The Canada goose, being kept on ponds in the neighbourhood of Belfast, has, in a semi-domestic state, been long familiar to me. It is a spirited, bold species, and remarkably vigilant, more so even than the common goose. Its loud clanging note is heard at a great distance; and when given forth in the spring, sans intermission, often proves more deafening than agreeable to persons near to it. This is the boldest of birds in spring, next to the tame swan; and when paired, the gander will attack every living creature, not excepting man himself, that approaches the neighbourhood of his watery domain. The first bird of the species known to me was a goose, which, in the absence of a mate of her own kind, paired with a common gander, and produced numerous young. Some years afterwards a male of her own species was procured, with whom she associated; but though eggs were laid, they were not prolific, probably in consequence of her age.

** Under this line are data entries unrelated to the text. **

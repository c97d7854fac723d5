//! Application service layer - config, quotes, route estimates, batch reports

pub mod app;
pub mod config;
pub mod repository;
//! Repository adapters for the persistence layer

use std::path::PathBuf;

use courier_infra::persistence::FileRateRepository;
use courier_types::Result;

use crate::config::Config;

/// Open the rate table configured for this installation
pub fn open_rate_repo(config: &Config) -> Result<FileRateRepository> {
    let path = config.rate_table_path()?;
    FileRateRepository::new(path)
}

/// Open a rate table at a custom path
pub fn open_rate_repo_at(path: PathBuf) -> Result<FileRateRepository> {
    FileRateRepository::new(path)
}
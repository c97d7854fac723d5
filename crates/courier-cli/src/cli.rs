//! CLI definition using clap

use chrono::NaiveDate;
use clap::{Parser, Subcommand};
use courier_types::OutputFormat;
use std::path::PathBuf;

#[derive(Parser)]
#[command(name = "courier-estimator")]
#[command(version)]
#[command(about = "Shipping fee and delivery route estimation")]
#[command(long_about = None)]
pub struct Cli {
    #[command(subcommand)]
    pub command: Commands,

    /// Rate table (TOML). Uses config value if not specified.
    #[arg(long, global = true)]
    pub rates: Option<PathBuf>,

    /// Price against rates effective on this date (YYYY-MM-DD)
    #[arg(long, global = true)]
    pub pricing_date: Option<NaiveDate>,

    /// Output format (json, table). Uses config value if not specified.
    #[arg(long, short = 'f', global = true)]
    pub format: Option<OutputFormat>,

    /// Verbose output
    #[arg(long, short = 'v', global = true)]
    pub verbose: bool,
}

#[derive(Subcommand)]
pub enum Commands {
    /// Estimate the shipping fee for a parcel
    Fee {
        /// Parcel weight in kg
        #[arg(long, short = 'w', allow_hyphen_values = true)]
        weight: f64,

        /// Service type id (e.g. 1 = Standard)
        #[arg(long, short = 's')]
        service: Option<u32>,

        /// Sender area code
        #[arg(long)]
        from: String,

        /// Recipient area code
        #[arg(long)]
        to: String,
    },

    /// Quote a parcel and print the caller response ({success, shippingFee, message})
    Quote {
        /// Parcel weight in kg
        #[arg(long, short = 'w', allow_hyphen_values = true)]
        weight: f64,

        /// Service type id
        #[arg(long, short = 's')]
        service: Option<u32>,

        /// Sender area code
        #[arg(long)]
        from: String,

        /// Recipient area code
        #[arg(long)]
        to: String,
    },

    /// Quote every shipment in a CSV file
    QuoteBatch {
        /// CSV with columns id, weight_kg, service_type_id, sender_code, recipient_code
        #[arg(long)]
        csv: PathBuf,
    },

    /// Great-circle distance between two points
    Distance {
        /// Start point as "lat,lon"
        #[arg(allow_hyphen_values = true)]
        from: String,

        /// End point as "lat,lon"
        #[arg(allow_hyphen_values = true)]
        to: String,
    },

    /// Estimated travel time for a distance
    TravelTime {
        /// Distance in km
        distance: f64,

        /// Vehicle type (Truck, Van, Motorcycle). Uses config value if not specified.
        #[arg(long)]
        vehicle: Option<String>,
    },

    /// Distance and time over an ordered list of stops
    Route {
        /// Stop as "lat,lon"; repeat in travel order
        #[arg(long = "stop", allow_hyphen_values = true)]
        stops: Vec<String>,

        /// CSV with columns latitude, longitude and optional label
        #[arg(long, conflicts_with = "stops")]
        csv: Option<PathBuf>,

        /// Vehicle type (Truck, Van, Motorcycle). Uses config value if not specified.
        #[arg(long)]
        vehicle: Option<String>,
    },

    /// List service types and rates, or import rates from CSV
    Rates {
        /// Append rates from a CSV file to the rate table
        #[arg(long)]
        import: Option<PathBuf>,
    },

    /// Manage configuration
    Config {
        /// Show current configuration
        #[arg(long)]
        show: bool,

        /// Set rate table path
        #[arg(long)]
        set_rate_table: Option<PathBuf>,

        /// Set default output format
        #[arg(long)]
        set_output: Option<OutputFormat>,

        /// Set default vehicle type
        #[arg(long)]
        set_vehicle: Option<String>,

        /// Pin the pricing date (YYYY-MM-DD)
        #[arg(long)]
        set_pricing_date: Option<NaiveDate>,

        /// Price against today's rates again
        #[arg(long)]
        clear_pricing_date: bool,

        /// Reset to defaults
        #[arg(long)]
        reset: bool,
    },
}

#[cfg(test)]
mod tests {
    use super::*;

    #[test]
    fn test_parse_fee() {
        let cli = Cli::try_parse_from([
            "courier-estimator", "fee", "-w", "2.5", "-s", "1", "--from", "79", "--to", "01",
        ])
        .unwrap();
        match cli.command {
            Commands::Fee { weight, service, from, to } => {
                assert_eq!(weight, 2.5);
                assert_eq!(service, Some(1));
                assert_eq!(from, "79");
                assert_eq!(to, "01");
            }
            _ => panic!("expected fee command"),
        }
    }

    #[test]
    fn test_parse_route_with_negative_coordinates() {
        let cli = Cli::try_parse_from([
            "courier-estimator", "route", "--stop", "-33.8688,151.2093", "--stop", "-37.8136,144.9631",
            "--vehicle", "Van", "-f", "json",
        ])
        .unwrap();
        assert_eq!(cli.format, Some(OutputFormat::Json));
        match cli.command {
            Commands::Route { stops, csv, vehicle } => {
                assert_eq!(stops.len(), 2);
                assert!(csv.is_none());
                assert_eq!(vehicle.as_deref(), Some("Van"));
            }
            _ => panic!("expected route command"),
        }
    }

    #[test]
    fn test_parse_global_pricing_date() {
        let cli = Cli::try_parse_from([
            "courier-estimator", "rates", "--pricing-date", "2024-01-31",
        ])
        .unwrap();
        assert_eq!(cli.pricing_date, NaiveDate::from_ymd_opt(2024, 1, 31));
    }
}
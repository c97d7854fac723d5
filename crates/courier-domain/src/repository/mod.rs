//! Repository trait definitions for tariff data

use courier_types::{Error, RegionType};

use crate::model::{ServiceType, ShippingRate};

/// Read-only access to shipping rate rows
pub trait RateRepository {
    /// All rows for a (service type, region type) pair, regardless of effective dates
    fn find_rates(
        &self,
        service_type_id: u32,
        region_type: RegionType,
    ) -> Result<Vec<ShippingRate>, Error>;

    /// Every rate row
    fn find_all(&self) -> Result<Vec<ShippingRate>, Error>;
}

/// Read-only access to service tiers
pub trait ServiceTypeRepository {
    /// Find a service type by id
    fn find_by_id(&self, id: u32) -> Result<Option<ServiceType>, Error>;

    /// Every service type
    fn find_all(&self) -> Result<Vec<ServiceType>, Error>;
}
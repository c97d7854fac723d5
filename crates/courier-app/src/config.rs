//! Configuration management for courier-estimator
//!
//! Config stored at: ~/.config/courier-estimator/config.json

use std::path::{Path, PathBuf};

use chrono::{Local, NaiveDate};
use courier_domain::service::TravelProfile;
use courier_types::{ConfigError, OutputFormat, Result, VehicleType};
use serde::{Deserialize, Serialize};

const APP_DIR: &str = "courier-estimator";

/// Application configuration
#[derive(Debug, Clone, PartialEq, Serialize, Deserialize)]
pub struct Config {
    /// Rate table override (defaults to rates.toml in the config directory)
    #[serde(default)]
    pub rate_table: Option<PathBuf>,

    /// Default output format (json, table)
    #[serde(default = "default_output_format")]
    pub output_format: OutputFormat,

    /// Vehicle used for route estimates when none is given
    #[serde(default)]
    pub vehicle: VehicleType,

    /// Price against rates effective on this date instead of today
    #[serde(default)]
    pub pricing_date: Option<NaiveDate>,

    /// Speeds and congestion buffers per vehicle type
    #[serde(default)]
    pub travel: TravelProfile,
}

fn default_output_format() -> OutputFormat {
    OutputFormat::Table
}

impl Default for Config {
    fn default() -> Self {
        Self {
            rate_table: None,
            output_format: default_output_format(),
            vehicle: VehicleType::default(),
            pricing_date: None,
            travel: TravelProfile::default(),
        }
    }
}

impl Config {
    /// Get the config directory path
    pub fn config_dir() -> Result<PathBuf> {
        let config_dir = dirs::config_dir()
            .ok_or(ConfigError::NotFound)?
            .join(APP_DIR);
        Ok(config_dir)
    }

    /// Get the config file path
    pub fn config_path() -> Result<PathBuf> {
        Ok(Self::config_dir()?.join("config.json"))
    }

    /// Rate table path, honoring the override
    pub fn rate_table_path(&self) -> Result<PathBuf> {
        if let Some(ref path) = self.rate_table {
            return Ok(path.clone());
        }
        Ok(Self::config_dir()?.join("rates.toml"))
    }

    /// Date used to pick effective rate rows
    pub fn effective_pricing_date(&self) -> NaiveDate {
        self.pricing_date
            .unwrap_or_else(|| Local::now().date_naive())
    }

    /// Load config from the default location, or use defaults
    pub fn load() -> Result<Self> {
        Self::load_from(&Self::config_path()?)
    }

    /// Load config from a file, or use defaults when it does not exist
    pub fn load_from(path: &Path) -> Result<Self> {
        if path.exists() {
            let content = std::fs::read_to_string(path)?;
            let config: Config = serde_json::from_str(&content)
                .map_err(|e| ConfigError::ParseError(format!("{}: {}", path.display(), e)))?;
            config
                .travel
                .validate()
                .map_err(|e| ConfigError::ParseError(format!("{}: {}", path.display(), e)))?;
            Ok(config)
        } else {
            Ok(Config::default())
        }
    }

    /// Save config to the default location
    pub fn save(&self) -> Result<()> {
        self.save_to(&Self::config_path()?)
    }

    /// Save config to a file
    pub fn save_to(&self, path: &Path) -> Result<()> {
        if let Some(parent) = path.parent() {
            std::fs::create_dir_all(parent)?;
        }

        let content = serde_json::to_string_pretty(self)?;
        std::fs::write(path, content)
            .map_err(|e| ConfigError::SaveError(format!("{}: {}", path.display(), e)))?;
        Ok(())
    }
}

impl std::fmt::Display for Config {
    fn fmt(&self, f: &mut std::fmt::Formatter<'_>) -> std::fmt::Result {
        writeln!(f, "Courier Estimator Configuration")?;
        writeln!(f, "===============================")?;
        writeln!(f)?;
        writeln!(
            f,
            "Rate table:     {}",
            self.rate_table_path()
                .map(|p| p.display().to_string())
                .unwrap_or_else(|_| "(error)".to_string())
        )?;
        writeln!(f, "Output format:  {}", self.output_format)?;
        writeln!(f, "Vehicle:        {}", self.vehicle)?;
        writeln!(
            f,
            "Pricing date:   {}",
            self.pricing_date
                .map(|d| d.to_string())
                .unwrap_or_else(|| "(today)".to_string())
        )?;
        writeln!(f)?;
        writeln!(f, "Travel profile:  speed    buffer/km  min buffer")?;
        for vehicle in [VehicleType::Truck, VehicleType::Van, VehicleType::Motorcycle] {
            let p = self.travel.params(vehicle);
            writeln!(
                f,
                "  {:<12} {:>5.0} km/h {:>5.1} min {:>6.0} min",
                vehicle.label(),
                p.speed_kmh,
                p.buffer_minutes_per_km,
                p.min_buffer_minutes
            )?;
        }

        if let Ok(path) = Self::config_path() {
            writeln!(f)?;
            writeln!(f, "Config file:    {}", path.display())?;
        }

        Ok(())
    }
}
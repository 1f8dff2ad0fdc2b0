//! Content feed and configuration tests
//!
//! Loading the built-in feed, rejecting structurally unusable feeds, derived
//! summaries, and site configuration parsing.

#![allow(
    clippy::unwrap_used,
    clippy::expect_used,
    clippy::indexing_slicing,
    clippy::float_cmp,
    clippy::panic
)]

use folio::config::SiteConfig;
use folio::error::PortfolioError;
use folio::types::{EmploymentType, PortfolioData, ProjectStatus, Skill, SkillKind, SkillTier};
use serde_json::{json, Value};
use test_case::test_case;

fn builtin_json() -> Value {
    serde_json::from_str(folio::content::BUILTIN_CONTENT).unwrap()
}

fn load(value: &Value) -> Result<PortfolioData, PortfolioError> {
    PortfolioData::from_json(&value.to_string())
}

// ============================================================================
// Built-in feed
// ============================================================================

#[test]
fn test_builtin_feed_shape() {
    let data = PortfolioData::builtin().unwrap();
    assert_eq!(
        data.section_ids(),
        vec!["home", "about", "skills", "experience", "projects", "contact"]
    );
    assert_eq!(data.roles.len(), 4);
    assert_eq!(data.skills.len(), 3);
    assert_eq!(data.experience.len(), 3);
    assert_eq!(data.education.len(), 2);
    assert_eq!(data.experience[0].employment_type, EmploymentType::FullTime);
}

#[test]
fn test_builtin_project_summary() {
    let data = PortfolioData::builtin().unwrap();
    let stats = data.project_stats();
    assert_eq!(stats.total, 4);
    assert_eq!(stats.completed, 3);
    assert_eq!(stats.in_progress, 1);
    assert_eq!(stats.planned, 0);
    assert_eq!(stats.featured, 3);
    assert_eq!(stats.categories, 4);

    let featured: Vec<&str> = data.featured_projects().map(|p| p.id.as_str()).collect();
    assert_eq!(
        featured,
        vec!["learning-management-platform", "ai-job-portal", "portfolio-website"]
    );
    let site = data.project("portfolio-website").unwrap();
    assert_eq!(site.status, ProjectStatus::InProgress);
    assert_eq!(site.status.label(), "in progress");
    assert!(site.github_url.is_some());
}

#[test]
fn test_skill_averages() {
    let data = PortfolioData::builtin().unwrap();
    for category in &data.skills {
        let avg = category.average_level();
        let min = category.skills.iter().map(|s| s.level).min().unwrap();
        let max = category.skills.iter().map(|s| s.level).max().unwrap();
        assert!(min <= avg && avg <= max, "{}", category.name);
    }
}

#[test]
fn test_builtin_distinct_technologies() {
    let stats = PortfolioData::builtin().unwrap().project_stats();
    assert_eq!(stats.technologies, 18);
    let value = serde_json::to_value(stats).unwrap();
    assert_eq!(value["technologies"], 18);
    assert_eq!(value["inProgress"], 1);
}

// ============================================================================
// Skill ratings
// ============================================================================

fn skill(level: u8) -> Skill {
    Skill {
        name: format!("level {level}"),
        level,
        category: SkillKind::Frontend,
        icon: None,
    }
}

#[test_case(0, SkillTier::Basic)]
#[test_case(69, SkillTier::Basic)]
#[test_case(70, SkillTier::Intermediate)]
#[test_case(79, SkillTier::Intermediate)]
#[test_case(80, SkillTier::Advanced)]
#[test_case(89, SkillTier::Advanced)]
#[test_case(90, SkillTier::Expert)]
#[test_case(100, SkillTier::Expert)]
fn test_skill_tier(level: u8, tier: SkillTier) {
    assert_eq!(skill(level).tier(), tier);
}

#[test_case(0, 0)]
#[test_case(1, 1)]
#[test_case(20, 1)]
#[test_case(21, 2)]
#[test_case(75, 4)]
#[test_case(100, 5)]
fn test_skill_dots(level: u8, dots: u8) {
    assert_eq!(skill(level).dots(), dots);
}

#[test]
fn test_tier_labels() {
    assert_eq!(skill(95).tier().label(), "Expert");
    assert_eq!(skill(50).tier().label(), "Basic");
}

// ============================================================================
// Rejected feeds
// ============================================================================

#[test]
fn test_rejects_empty_navigation() {
    let mut feed = builtin_json();
    feed["navigation"] = json!([]);
    assert!(matches!(load(&feed), Err(PortfolioError::Content(_))));
}

#[test]
fn test_rejects_external_nav_link() {
    let mut feed = builtin_json();
    feed["navigation"][2]["href"] = json!("https://example.com/skills");
    let err = load(&feed).unwrap_err();
    assert!(err.to_string().contains("non-anchor href"));
}

#[test]
fn test_rejects_duplicate_project_ids() {
    let mut feed = builtin_json();
    feed["projects"][1]["id"] = json!("learning-management-platform");
    let err = load(&feed).unwrap_err();
    assert!(err.to_string().contains("duplicate project id"));
}

#[test]
fn test_rejects_skill_level_over_100() {
    let mut feed = builtin_json();
    feed["skills"][0]["skills"][0]["level"] = json!(120);
    assert!(matches!(load(&feed), Err(PortfolioError::Content(_))));
}

#[test]
fn test_malformed_json_is_json_error() {
    let err = PortfolioData::from_json("{ not json").unwrap_err();
    assert!(matches!(err, PortfolioError::Json(_)));
}

#[test]
fn test_unknown_status_is_rejected() {
    let mut feed = builtin_json();
    feed["projects"][0]["status"] = json!("abandoned");
    assert!(matches!(load(&feed), Err(PortfolioError::Json(_))));
}

#[test]
fn test_round_trip_keeps_camel_case() {
    let data = PortfolioData::builtin().unwrap();
    let value = serde_json::to_value(&data).unwrap();
    assert!(value.get("personalInfo").is_some());
    assert_eq!(value["projects"][3]["status"], "in-progress");
    assert!(value["projects"][3].get("githubUrl").is_some());
    assert!(value["projects"][0].get("githubUrl").is_none());
}

// ============================================================================
// Configuration
// ============================================================================

#[test]
fn test_config_defaults() {
    let config = SiteConfig::from_json("{}").unwrap();
    assert_eq!(config.header_offset, 100.0);
    assert_eq!(config.scrolled_threshold, 50.0);
    assert_eq!(config.disclosure_transition_ms, 300);
    assert_eq!(config.role_interval_ms, 3000);
    assert_eq!(config.submit_delay_ms, 2000);
    assert_eq!(config.success_banner_ms, 5000);
    assert_eq!(config.message_max_len, 1000);
    assert_eq!(config.log_level_filter(), Some(log::LevelFilter::Info));
}

#[test]
fn test_config_overrides() {
    let config =
        SiteConfig::from_json(r#"{"headerOffset": 64, "logLevel": "debug"}"#).unwrap();
    assert_eq!(config.header_offset, 64.0);
    assert_eq!(config.log_level_filter(), Some(log::LevelFilter::Debug));
    assert_eq!(config.message_max_len, 1000);
}

#[test]
fn test_config_rejects_invalid_values() {
    assert!(matches!(
        SiteConfig::from_json(r#"{"messageMaxLen": 0}"#),
        Err(PortfolioError::Config(_))
    ));
    assert!(matches!(
        SiteConfig::from_json(r#"{"logLevel": "loud"}"#),
        Err(PortfolioError::Config(_))
    ));
}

This male bird was one of a flock of six or seven, which visited Ballantrae, on the coast of Ayrshire, where he was captured, though having the full use of his wings. He was brought here by a friend on returning from shooting, in the autumn, and

placed in a yard in town for the night, previous to his intended removal to the country on the following morning. Not content, however, with his temporary domicile, he made his escape over the high wall of the yard into the street. Here, being unable to give a good account of himself, like many another wanderer of the night, he was apprehended by "the watch," and borne off, a second time prisoner-but, in this instance, to the police-office, where, with other vagrants, he was confined during the night. How one wishes to have heard Dogberry and Verges descant upon his case! In the morning, the owner, after some difficulty, traced the Canadian's "whereabouts," and, having duly proved his property in the same, had the prisoner liberated. He was kept for several years afterwards, and permitted to have the free use of his wings all the time; but to these he was most unwilling to resort, submitting even to be caught rather than do so. If his owner wished to see a flight, the bird had to be laid hold of, taken to a distant field, and then set down, when he would at once rise into the air and return to the pond. He was extremely bold in spring, and attacked every human being who had the temerity to come near his "beat." He once beset a poor woman unexpectedly, and, flying up, alighted between her shoulders, and flapped both sides of her head so violently with his wings, that she fell to the ground in the utmost terror, unaware of the nature of her assailant. I once suffered this bird to strike me with his wing, that I might have some idea what the blow of a swan's wing-said to be so severe-might be, but which directly I had no desire to feel. The blow pained me very considerably, and the front of my leg, where struck, did not lose its black and yellow complexion for about three weeks.*

The male bird of a pair kept on a pond in the Belfast Botanic Garden was, from his boldness in spring, the terror of all the youngsters that approached even the vicinity of the water. These birds, like many other species, can foretell the coming

* The late Dr. Ferrar stated to a friend, that when resident-surgeon in one of the Dublin hospitals, a man who had his leg splintered by the blow of a swan's wing, was brought to him for treatment. Some of the small pieces of bone came away, and the sufferer was permanently lamed.